For DMCs, the iSAT acts as iSTAT and iPROG and participates in the closed sessions of the DMC. Outputs are usually based on source data (instead of SDTM). This permits very aggressive timelines of less than 2 weeks from data snapshot until the DMC meeting, if required. iSAT also handles the programming of additional requests which can be turned around much quicker (sometimes even during a DMC closed session) in a confidential manner.
The iSAT model has been successfully applied to over 15 trials with either IND safety reporting, a DMC or an IA with very positive feedback from all parties involved.
Conclusion
In randomized, double-blind clinical trials, it is occasionally necessary to unblind the trials for the purpose of:
1) interim analyses for internal decision making
2) Data Monitoring Committees
3) IND safety reporting
These activities are often outsourced to groups external to the company to allow personnel responsible for the monitoring of the trial to remain blinded throughout study conduct. Regulatory guidance for DMCs discuss having the independent statistician for DMCs being an internal representative from the company. In general, the guidelines caution against this model although the language stresses the need to remain fully independent for pivotal studies. Except for anticipated events, the iSAT model is generally only applied to non-pivotal studies.
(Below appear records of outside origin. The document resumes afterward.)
//! Letter-value tables and diacritic sets for every supported alphabet
//!
//! All tables are literal data turned into lookup structures the first time they are touched and
//! shared, read-only, for the rest of the process. Nothing in this module hands out a mutable
//! reference.

use std::{
    collections::{HashMap, HashSet},
    sync::LazyLock,
};

use crate::alphabet::{Alphabet, CalculationVariant};

/// The four values a single Arabic character carries, one per [`CalculationVariant`].
#[derive(Debug, Clone, Copy, PartialEq, Eq)]
pub struct ArabicLetterInfo {
    /// The character this row describes.
    pub letter: char,
    /// Standard abjad value.
    pub normal: u32,
    /// Standard value modulo 12, where an exact multiple of 12 counts as 12.
    pub smallest: u32,
    /// Abjad value of the letter's spelled-out name, e.g. elif (ا ل ف) = 111.
    pub big: u32,
    /// Sum of the `big` values of the letters of the spelled-out name, e.g. elif = 111 + 71 + 81.
    pub biggest: u32,
}

impl ArabicLetterInfo {
    /// Shorthand used by the literal table below.
    const fn new(letter: char, normal: u32, smallest: u32, big: u32, biggest: u32) -> Self {
        Self {
            letter,
            normal,
            smallest,
            big,
            biggest,
        }
    }

    /// The value of this letter under `variant`.
    pub const fn value(&self, variant: CalculationVariant) -> u32 {
        match variant {
            CalculationVariant::Normal => self.normal,
            CalculationVariant::Smallest => self.smallest,
            CalculationVariant::Big => self.big,
            CalculationVariant::Biggest => self.biggest,
        }
    }
}

/// Every Arabic character with a value. Orthographic variants (hamza seats, ta marbuta, alef
/// maqsura, Persian kaf) share the row of the letter they are written for.
#[rustfmt::skip]
const ARABIC_LETTERS: [ArabicLetterInfo; 35] = [
    ArabicLetterInfo::new('ا', 1, 1, 111, 263),
    ArabicLetterInfo::new('أ', 1, 1, 111, 263),
    ArabicLetterInfo::new('إ', 1, 1, 111, 263),
    ArabicLetterInfo::new('آ', 1, 1, 111, 263),
    ArabicLetterInfo::new('ب', 2, 2, 3, 114),
    ArabicLetterInfo::new('ج', 3, 3, 53, 154),
    ArabicLetterInfo::new('د', 4, 4, 35, 217),
    ArabicLetterInfo::new('ه', 5, 5, 6, 117),
    ArabicLetterInfo::new('ة', 5, 5, 6, 117),
    ArabicLetterInfo::new('و', 6, 6, 13, 137),
    ArabicLetterInfo::new('ز', 7, 7, 18, 140),
    ArabicLetterInfo::new('ح', 8, 8, 9, 120),
    ArabicLetterInfo::new('ط', 9, 9, 10, 121),
    ArabicLetterInfo::new('ي', 10, 10, 11, 122),
    ArabicLetterInfo::new('ى', 10, 10, 11, 122),
    ArabicLetterInfo::new('ئ', 10, 10, 11, 122),
    ArabicLetterInfo::new('ك', 20, 8, 101, 293),
    ArabicLetterInfo::new('ک', 20, 8, 101, 293),
    ArabicLetterInfo::new('ل', 30, 6, 71, 272),
    ArabicLetterInfo::new('م', 40, 4, 90, 191),
    ArabicLetterInfo::new('ن', 50, 2, 106, 225),
    ArabicLetterInfo::new('س', 60, 12, 120, 237),
    ArabicLetterInfo::new('ع', 70, 10, 130, 247),
    ArabicLetterInfo::new('ف', 80, 8, 81, 192),
    ArabicLetterInfo::new('ص', 90, 6, 95, 241),
    ArabicLetterInfo::new('ق', 100, 4, 181, 373),
    ArabicLetterInfo::new('ر', 200, 8, 201, 312),
    ArabicLetterInfo::new('ش', 300, 12, 360, 477),
    ArabicLetterInfo::new('ت', 400, 4, 401, 512),
    ArabicLetterInfo::new('ث', 500, 8, 501, 612),
    ArabicLetterInfo::new('خ', 600, 12, 601, 712),
    ArabicLetterInfo::new('ذ', 700, 4, 731, 913),
    ArabicLetterInfo::new('ض', 800, 8, 805, 951),
    ArabicLetterInfo::new('ظ', 900, 12, 901, 1012),
    ArabicLetterInfo::new('غ', 1000, 4, 1060, 1177),
];

/// Hebrew gematria, final forms valued like their regular forms.
#[rustfmt::skip]
const HEBREW_VALUES: [(char, u32); 27] = [
    ('א', 1), ('ב', 2), ('ג', 3), ('ד', 4), ('ה', 5),
    ('ו', 6), ('ז', 7), ('ח', 8), ('ט', 9),
    ('י', 10), ('כ', 20), ('ך', 20), ('ל', 30), ('מ', 40), ('ם', 40),
    ('נ', 50), ('ן', 50), ('ס', 60), ('ע', 70), ('פ', 80), ('ף', 80),
    ('צ', 90), ('ץ', 90),
    ('ק', 100), ('ר', 200), ('ש', 300), ('ת', 400),
];

/// Greek isopsephy including the archaic numerals stigma, koppa and sampi, in both cases.
#[rustfmt::skip]
const GREEK_VALUES: [(char, u32); 55] = [
    ('α', 1), ('β', 2), ('γ', 3), ('δ', 4), ('ε', 5),
    ('ϛ', 6), ('ζ', 7), ('η', 8), ('θ', 9),
    ('ι', 10), ('κ', 20), ('λ', 30), ('μ', 40), ('ν', 50),
    ('ξ', 60), ('ο', 70), ('π', 80), ('ϟ', 90),
    ('ρ', 100), ('σ', 200), ('ς', 200), ('τ', 300), ('υ', 400),
    ('φ', 500), ('χ', 600), ('ψ', 700), ('ω', 800), ('ϡ', 900),
    ('Α', 1), ('Β', 2), ('Γ', 3), ('Δ', 4), ('Ε', 5),
    ('Ϛ', 6), ('Ζ', 7), ('Η', 8), ('Θ', 9),
    ('Ι', 10), ('Κ', 20), ('Λ', 30), ('Μ', 40), ('Ν', 50),
    ('Ξ', 60), ('Ο', 70), ('Π', 80), ('Ϟ', 90),
    ('Ρ', 100), ('Σ', 200), ('Τ', 300), ('Υ', 400),
    ('Φ', 500), ('Χ', 600), ('Ψ', 700), ('Ω', 800), ('Ϡ', 900),
];

/// Combining tonos, breathing and iota subscript marks.
const GREEK_DIACRITICS: [char; 16] = [
    '\u{0300}', '\u{0301}', '\u{0302}', '\u{0303}', '\u{0304}', '\u{0305}', '\u{0306}', '\u{0307}',
    '\u{0308}', '\u{0309}', '\u{030A}', '\u{030B}', '\u{0313}', '\u{0314}', '\u{0342}', '\u{0345}',
];

/// Sun letters: the lam of a preceding definite article assimilates into them.
const SHAMSI_LETTERS: [char; 14] = [
    'ت', 'ث', 'د', 'ذ', 'ر', 'ز', 'س', 'ش', 'ص', 'ض', 'ط', 'ظ', 'ل', 'ن',
];

/// Moon letters: the lam of a preceding definite article is pronounced.
const QAMARI_LETTERS: [char; 14] = [
    'ا', 'ب', 'ج', 'ح', 'خ', 'ع', 'غ', 'ف', 'ق', 'ك', 'م', 'ه', 'و', 'ي',
];

/// Hebrew letter block, excluded from the mark range below.
const HEBREW_LETTER_RANGE: std::ops::RangeInclusive<u32> = 0x05D0..=0x05EA;

/// An immutable mapping from character to letter value.
#[derive(Debug)]
pub struct ValueTable(HashMap<char, u32>);

impl ValueTable {
    /// Value of `c`, or 0 if the character has no value in this table.
    pub fn value_of(&self, c: char) -> u32 {
        self.0.get(&c).copied().unwrap_or(0)
    }

    /// Whether `c` has an entry in this table.
    pub fn contains(&self, c: char) -> bool {
        self.0.contains_key(&c)
    }

    /// Number of characters with an entry.
    pub fn len(&self) -> usize {
        self.0.len()
    }

    /// Whether the table has no entries at all.
    pub fn is_empty(&self) -> bool {
        self.0.is_empty()
    }

    /// The largest value any character carries in this table.
    pub fn max_value(&self) -> u32 {
        self.0.values().copied().max().unwrap_or(0)
    }
}

impl FromIterator<(char, u32)> for ValueTable {
    fn from_iter<I: IntoIterator<Item = (char, u32)>>(iter: I) -> Self {
        Self(iter.into_iter().collect())
    }
}

/// An immutable set of characters, used for diacritics and for the Shamsi/Qamari classes.
#[derive(Debug)]
pub struct CharSet(HashSet<char>);

/// Characters stripped during normalization.
pub type DiacriticSet = CharSet;

impl CharSet {
    /// Whether `c` is a member.
    pub fn contains(&self, c: char) -> bool {
        self.0.contains(&c)
    }

    /// Number of members.
    pub fn len(&self) -> usize {
        self.0.len()
    }

    /// Whether the set has no members.
    pub fn is_empty(&self) -> bool {
        self.0.is_empty()
    }

    /// Whether the two sets share any member.
    pub fn is_disjoint(&self, other: &Self) -> bool {
        self.0.is_disjoint(&other.0)
    }
}

impl FromIterator<char> for CharSet {
    fn from_iter<I: IntoIterator<Item = char>>(iter: I) -> Self {
        Self(iter.into_iter().collect())
    }
}

/// Build the Arabic table for one variant.
fn arabic_table(variant: CalculationVariant) -> ValueTable {
    ARABIC_LETTERS
        .iter()
        .map(|info| (info.letter, info.value(variant)))
        .collect()
}

/// Collect every valid scalar value in the given code point ranges.
fn code_points(ranges: &[std::ops::RangeInclusive<u32>]) -> impl Iterator<Item = char> + '_ {
    ranges
        .iter()
        .flat_map(|range| range.clone())
        .filter_map(char::from_u32)
}

static ARABIC_NORMAL: LazyLock<ValueTable> =
    LazyLock::new(|| arabic_table(CalculationVariant::Normal));
static ARABIC_SMALLEST: LazyLock<ValueTable> =
    LazyLock::new(|| arabic_table(CalculationVariant::Smallest));
static ARABIC_BIG: LazyLock<ValueTable> = LazyLock::new(|| arabic_table(CalculationVariant::Big));
static ARABIC_BIGGEST: LazyLock<ValueTable> =
    LazyLock::new(|| arabic_table(CalculationVariant::Biggest));
static HEBREW: LazyLock<ValueTable> = LazyLock::new(|| HEBREW_VALUES.into_iter().collect());
static GREEK: LazyLock<ValueTable> = LazyLock::new(|| GREEK_VALUES.into_iter().collect());

/// Arabic marks: U+0610..U+061A, U+064B..U+065F (which already holds the hamza and alef marks
/// U+0654 and U+0656), the superscript alef U+0670 and the tatweel U+0640.
static ARABIC_DIACRITICS: LazyLock<DiacriticSet> = LazyLock::new(|| {
    code_points(&[0x0610..=0x061A, 0x064B..=0x065F, 0x0670..=0x0670, 0x0640..=0x0640]).collect()
});

/// Hebrew cantillation and vowel points: everything in U+0591..U+05C7 outside the letter block.
static HEBREW_DIACRITICS: LazyLock<DiacriticSet> = LazyLock::new(|| {
    code_points(&[0x0591..=0x05C7])
        .filter(|c| !HEBREW_LETTER_RANGE.contains(&u32::from(*c)))
        .collect()
});

static GREEK_DIACRITIC_SET: LazyLock<DiacriticSet> =
    LazyLock::new(|| GREEK_DIACRITICS.into_iter().collect());

static SHAMSI: LazyLock<CharSet> = LazyLock::new(|| SHAMSI_LETTERS.into_iter().collect());
static QAMARI: LazyLock<CharSet> = LazyLock::new(|| QAMARI_LETTERS.into_iter().collect());

/// The value table for `alphabet` under `variant`.
///
/// Arabic has one table per variant; Hebrew and Greek always return their single table.
pub fn value_table(alphabet: Alphabet, variant: CalculationVariant) -> &'static ValueTable {
    match (alphabet, variant) {
        (Alphabet::Arabic, CalculationVariant::Normal) => &ARABIC_NORMAL,
        (Alphabet::Arabic, CalculationVariant::Smallest) => &ARABIC_SMALLEST,
        (Alphabet::Arabic, CalculationVariant::Big) => &ARABIC_BIG,
        (Alphabet::Arabic, CalculationVariant::Biggest) => &ARABIC_BIGGEST,
        (Alphabet::Hebrew, _) => &HEBREW,
        (Alphabet::Greek, _) => &GREEK,
    }
}

/// The marks stripped from text written in `alphabet`.
pub fn diacritic_set(alphabet: Alphabet) -> &'static DiacriticSet {
    match alphabet {
        Alphabet::Arabic => &ARABIC_DIACRITICS,
        Alphabet::Hebrew => &HEBREW_DIACRITICS,
        Alphabet::Greek => &GREEK_DIACRITIC_SET,
    }
}

/// The per-letter rows the Arabic tables are built from.
pub const fn arabic_letters() -> &'static [ArabicLetterInfo] {
    &ARABIC_LETTERS
}

/// The fourteen Arabic sun letters.
pub fn shamsi_letters() -> &'static CharSet {
    &SHAMSI
}

/// The fourteen Arabic moon letters.
pub fn qamari_letters() -> &'static CharSet {
    &QAMARI
}
#![doc = include_str!("../README.md")]

mod config;
mod error;
mod template;
mod tracing_config;

use std::{collections::HashMap, num::NonZeroUsize, sync::Arc};

use axum::{
    Json, Router,
    extract::{State, rejection::JsonRejection},
    response::{Html, IntoResponse},
    routing::{get, post},
};
use config::Config;
use error::{ServerError, ServerResult};
use numerology::{Alphabet, CalculationResult, CalculationVariant, Calculator, LetterRow};
use template::{IndexPageFields, Templates};
use tower_http::{compression::CompressionLayer, trace::TraceLayer};

/// Global state shared for all requests.
#[derive(Debug, Clone)]
pub struct AppState {
    /// Calculator configured with the server's variation policy.
    calculator: Calculator,
    /// Longest text, in characters, accepted by the calculation endpoints.
    max_text_length: NonZeroUsize,
    /// A templating engine for server-side rendering.
    templates: Arc<Templates>,
}

/// Body of `POST /api/numerology`.
#[derive(Debug, serde::Deserialize)]
#[serde(rename_all = "PascalCase")]
struct CalculationRequest {
    /// Text to value. Missing and null are treated like blank text.
    text: Option<String>,
    /// Integer alphabet code, unknown codes fall back to Arabic.
    #[serde(default)]
    alphabet: Alphabet,
    /// Integer variant code, unknown codes fall back to normal.
    #[serde(default, rename = "Type")]
    variant: CalculationVariant,
}

/// Body of `POST /api/ebced`.
#[derive(Debug, serde::Deserialize)]
#[serde(rename_all = "PascalCase")]
struct EbcedRequest {
    /// Arabic text to value.
    text: Option<String>,
}

/// Arabic-only response shape kept for older clients.
#[derive(Debug, serde::Serialize)]
#[serde(rename_all = "PascalCase")]
struct EbcedResult {
    /// The input with whitespace and diacritics removed.
    normalized: String,
    /// Sum of the row values.
    total: i64,
    /// One row per normalized character.
    rows: Vec<LetterRow>,
}

impl From<CalculationResult> for EbcedResult {
    fn from(result: CalculationResult) -> Self {
        Self {
            normalized: result.normalized,
            total: result.total,
            rows: result.rows,
        }
    }
}

/// Reject missing or blank text, and text longer than `max` characters.
fn validate_text(text: Option<&str>, max: NonZeroUsize) -> ServerResult<&str> {
    let text = text
        .filter(|text| !text.trim().is_empty())
        .ok_or(ServerError::TextEmpty)?;

    if text.chars().count() > max.get() {
        return Err(ServerError::TextTooLong { max: max.get() });
    }

    Ok(text)
}

// Handlers
/// Value `Text` in the requested alphabet and variant, returning rows, total and, for Arabic, the
/// alternate totals.
#[tracing::instrument(
    skip_all,
    fields(alphabet = tracing::field::Empty, variant = tracing::field::Empty)
)]
async fn calculate_numerology(
    State(state): State<AppState>,
    payload: Result<Json<CalculationRequest>, JsonRejection>,
) -> ServerResult<Json<CalculationResult>> {
    let Json(request) = payload?;
    let span = tracing::Span::current();
    span.record("alphabet", request.alphabet.code());
    span.record("variant", request.variant.code());

    let text = validate_text(request.text.as_deref(), state.max_text_length)?;
    let result = state
        .calculator
        .calculate(text, request.alphabet, request.variant)?;

    tracing::debug!(
        total = result.total,
        letters = result.letter_count(),
        "Calculated"
    );
    Ok(Json(result))
}

/// Value `Text` as Arabic with the normal table, in the older response shape without variations.
#[tracing::instrument(skip_all)]
async fn calculate_ebced(
    State(state): State<AppState>,
    payload: Result<Json<EbcedRequest>, JsonRejection>,
) -> ServerResult<Json<EbcedResult>> {
    let Json(request) = payload?;

    let text = validate_text(request.text.as_deref(), state.max_text_length)?;
    let result =
        state
            .calculator
            .calculate(text, Alphabet::Arabic, CalculationVariant::Normal)?;

    tracing::debug!(total = result.total, "Calculated");
    Ok(Json(result.into()))
}

/// Render the index page listing the supported alphabets.
#[tracing::instrument(skip_all)]
async fn index_page(State(state): State<AppState>) -> ServerResult<impl IntoResponse> {
    let fields = IndexPageFields::new(
        state.max_text_length.get(),
        state.calculator.policy().as_str(),
    );
    let html = state.templates.render_index_page(&fields)?;

    Ok((
        [(axum::http::header::CACHE_CONTROL, "public, max-age=3600")],
        Html(html),
    ))
}

/// Returns a JSON 404 for any unknown route.
async fn not_found() -> ServerError {
    ServerError::NotFound
}

/// Constructs a static response at compile time from constant data. Useful for embedding static
/// files into the binary at compile time.
const fn build_response_for_static_file(
    data: &'static [u8],
    content_type: &'static str,
) -> impl IntoResponse {
    (
        [
            (axum::http::header::CONTENT_TYPE, content_type),
            (
                axum::http::header::CACHE_CONTROL,
                "public, max-age=604800, must-revalidate",
            ),
        ],
        data,
    )
}

/// Build the application router with all routes and middleware.
pub fn router(app_state: AppState) -> Router {
    Router::new()
        .nest("/api", {
            Router::new()
                .route("/health", get(|| async { "OK" }))
                .route("/numerology", post(calculate_numerology))
                .route("/ebced", post(calculate_ebced))
        })
        // Homepage
        .route("/", get(index_page))
        // Static Resources
        .route(
            "/styles.css",
            get(|| async {
                build_response_for_static_file(include_bytes!("../static/styles.css"), "text/css")
            }),
        )
        .fallback(not_found)
        // State and middleware
        .with_state(app_state)
        .layer(TraceLayer::new_for_http())
        .layer(CompressionLayer::new().br(true).gzip(true))
}

/// Resolves once the process receives ctrl-c / SIGINT.
async fn shutdown_signal() {
    if let Err(e) = tokio::signal::ctrl_c().await {
        tracing::error!(error = %e, "Failed to listen for shutdown signal");
    }
}

#[tokio::main]
async fn main() -> ServerResult<()> {
    let env = std::env::vars().collect::<HashMap<String, String>>();
    let config = Config::from_env(&env)?;

    let tracing_guard = tracing_config::init_tracing(&config.tracing)?;

    let app_state = AppState {
        calculator: Calculator::new(config.calculation.variation_policy),
        max_text_length: config.calculation.max_text_length,
        templates: Arc::new(Templates::new()?),
    };

    let listener = tokio::net::TcpListener::bind((config.server.host, config.server.port)).await?;
    let address = listener.local_addr()?;

    tracing::info!(
        %address,
        max_text_length = config.calculation.max_text_length.get(),
        variation_policy = %config.calculation.variation_policy,
        "Listening"
    );

    axum::serve(listener, router(app_state))
        .with_graceful_shutdown(shutdown_signal())
        .await?;

    tracing::info!("Server shutdown");
    tracing_guard.shutdown();

    Ok(())
}
//! Stripping of whitespace and diacritics before valuation

use crate::{alphabet::Alphabet, tables};

/// Iterate the characters of `text` that survive normalization for `alphabet`, in input order.
///
/// Works on Unicode scalar values, so a combining mark is dropped on its own while the base
/// character it decorates is kept.
pub fn retained_chars(text: &str, alphabet: Alphabet) -> impl Iterator<Item = char> + '_ {
    let diacritics = tables::diacritic_set(alphabet);
    text.chars()
        .filter(move |c| !c.is_whitespace() && !diacritics.contains(*c))
}

/// Remove whitespace and the diacritics of `alphabet` from `text`.
///
/// Never fails: text made only of whitespace or marks normalizes to an empty string. Normalizing an
/// already normalized string returns it unchanged.
///
/// # Example
/// ```
/// use numerology::{Alphabet, normalize};
///
/// assert_eq!(normalize("اَب ", Alphabet::Arabic), "اب");
/// ```
pub fn normalize(text: &str, alphabet: Alphabet) -> String {
    retained_chars(text, alphabet).collect()
}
Having these activities supported by an internal group has many advantages, including:
1) The iSAT are expert programmers and statisticians with many years of experience working as trial and project statisticians and programmers across multiple therapeutic areas
2) Direct consultation with the trial team thus no need for lengthy contracting discussions or complicated communication lines
3) The internal team is familiar with company procedures and guidelines
4) No transfers of data to external parties
5) Flexible working arrangement – no need for discussions on contract updates or costs associated with extra measures, thus overall improving the quality of the output for a DMC meeting
6) Quick turnaround times – no need for SDTM datasets or discussions with vendors about increased resources needed for a particular DMC
The only disadvantage of this approach is the potential negative external perception of an internal team having access to unblinded trial results. However, by limiting the studies the iSAT works on to non-pivotal studies this perception is not a concern. The iSAT has the responsibility of protecting the blind from the study team and takes this role very seriously.